御嶽山噴火:捜索再開、関係者葛藤
毎日新聞 2014年10月02日 07時15分
「答えがない、一種の賭けだった」
捜索を再開するか、見送るか。御嶽山の噴火で山頂に取り残された登山者らの捜索方針を決める関係機関の調整会議は1日、葛藤を抱えながら捜索再開を選択していた。
「火山性微動が昨日と同じような状態になったら直接、部隊に消防無線で連絡します。2次災害は起こさせない」
1日午前5時10分、長野県庁3階で始まった会議。

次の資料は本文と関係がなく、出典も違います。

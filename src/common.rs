//! Shared helpers every leaf parser calls into, instead of repeating the
//! same severity table and line-counting logic ~50 times (spec.md §9,
//! "Severity mapping consolidation" and "Line-position tracking").

use crate::model::{ValidationEventStatus, ValidationEventType};

/// Monotone id allocator, one per `parse()` call. Leaf parsers build one
/// locally; workflow parsers share a single allocator across the whole
/// job/step/delegated-event tree so ids stay strictly increasing end to
/// end (spec.md §8 invariant 1).
#[derive(Debug, Default)]
pub struct EventIdAllocator {
    next: i64,
}

impl EventIdAllocator {
    pub fn new() -> Self {
        Self { next: 1 }
    }

    pub fn next_id(&mut self) -> i64 {
        let id = self.next;
        self.next += 1;
        id
    }
}

/// Maps a freeform level token (`"ERROR"`, `"warn"`, `"FATAL"`, ...) to the
/// `(status, severity)` pair every leaf parser's outcome should carry.
/// This is the single table spec.md §9 asks to centralize: levels
/// containing critical/fatal/panic/emerg/alert/error/err map to `error`
/// (or `critical` for the first group); warn/warning maps to `warning`;
/// everything else is `info`, except explicit pass/ok/success and
/// skip/ignored tokens.
pub fn map_level_to_severity(raw: &str) -> (ValidationEventStatus, &'static str) {
    let lower = raw.to_ascii_lowercase();
    if lower.contains("critical") || lower.contains("fatal") || lower.contains("panic")
        || lower.contains("emerg") || lower.contains("alert")
    {
        (ValidationEventStatus::Error, "critical")
    } else if lower.contains("error") || lower.contains("err") {
        (ValidationEventStatus::Error, "error")
    } else if lower.contains("warn") {
        (ValidationEventStatus::Warning, "warning")
    } else if lower.contains("pass") || lower.contains("ok") || lower.contains("success") {
        (ValidationEventStatus::Pass, "info")
    } else if lower.contains("skip") || lower.contains("ignored") {
        (ValidationEventStatus::Skip, "info")
    } else {
        (ValidationEventStatus::Info, "info")
    }
}

/// Iterates `(1-indexed line number, line)` pairs over `content`, so every
/// line-oriented parser counts lines the same way instead of drifting on
/// trailing-newline/CRLF handling.
pub fn numbered_lines(content: &str) -> impl Iterator<Item = (usize, &str)> {
    content
        .lines()
        .enumerate()
        .map(|(i, line)| (i + 1, line.trim_end_matches('\r')))
}

/// Counts how many of the first `limit` non-blank lines match `is_match`,
/// returning `(matches, checked)`. Used by regex-over-lines parsers'
/// `can_parse`, per spec.md §4.4's "checked/3" detection rule.
pub fn count_matches_in_head<F: Fn(&str) -> bool>(content: &str, limit: usize, is_match: F) -> (usize, usize) {
    let mut matches = 0;
    let mut checked = 0;
    for line in content.lines() {
        if line.trim().is_empty() {
            continue;
        }
        checked += 1;
        if is_match(line) {
            matches += 1;
        }
        if checked >= limit {
            break;
        }
    }
    (matches, checked)
}

/// `can_parse` detection threshold shared by every regex-over-lines
/// parser: at least a third of the sampled head lines must match.
pub fn detects_by_head_sample<F: Fn(&str) -> bool>(content: &str, is_match: F) -> bool {
    let (matches, checked) = count_matches_in_head(content, 10, is_match);
    checked > 0 && matches * 3 >= checked
}

/// Builds the `event_type` + `category` pairing most linters share.
pub fn lint_issue(tool: &str, category: &str) -> crate::model::ValidationEvent {
    let mut e = crate::model::ValidationEvent::new(tool, ValidationEventType::LintIssue);
    e.category = category.to_string();
    e
}

#[cfg(test)]
mod tests {
    use super::*;

    #[test]
    fn allocator_is_monotone() {
        let mut a = EventIdAllocator::new();
        let ids: Vec<i64> = (0..5).map(|_| a.next_id()).collect();
        assert_eq!(ids, vec![1, 2, 3, 4, 5]);
    }

    #[test]
    fn severity_table_maps_known_tokens() {
        assert_eq!(map_level_to_severity("FATAL").1, "critical");
        assert_eq!(map_level_to_severity("ERROR").1, "error");
        assert_eq!(map_level_to_severity("WARN").1, "warning");
        assert_eq!(map_level_to_severity("INFO").1, "info");
        assert_eq!(map_level_to_severity("PASS").0, ValidationEventStatus::Pass);
    }

    #[test]
    fn head_sample_requires_third_match() {
        let content = "a\nMATCH\nb\nc\nd\ne\nf\ng\nh\ni";
        assert!(!detects_by_head_sample(content, |l| l == "MATCH"));
        let content2 = "MATCH\nMATCH\nMATCH\nMATCH\nb\nc\nd";
        assert!(detects_by_head_sample(content2, |l| l == "MATCH"));
    }
}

気象庁から派遣されている宮下誠・火山防災官は、自衛隊や警察など集まった約15人に再開を提案した。前日の捜索を阻んだ火山性微動は1日午前0時過ぎごろから低下の兆候が見られたものの、依然、「高止まり」が続いていた。「微動の収束から約2時間が経過すること」。前日に決めた再開の基準は満たしていない。
「収容中に退避連絡が来た場合、収容者はどうするのか」。家族らのために早く作業を始めたいが、2次被害は出せない。ある参加者は「葛藤で、会議はかなりぴりぴりしていた」と振り返る。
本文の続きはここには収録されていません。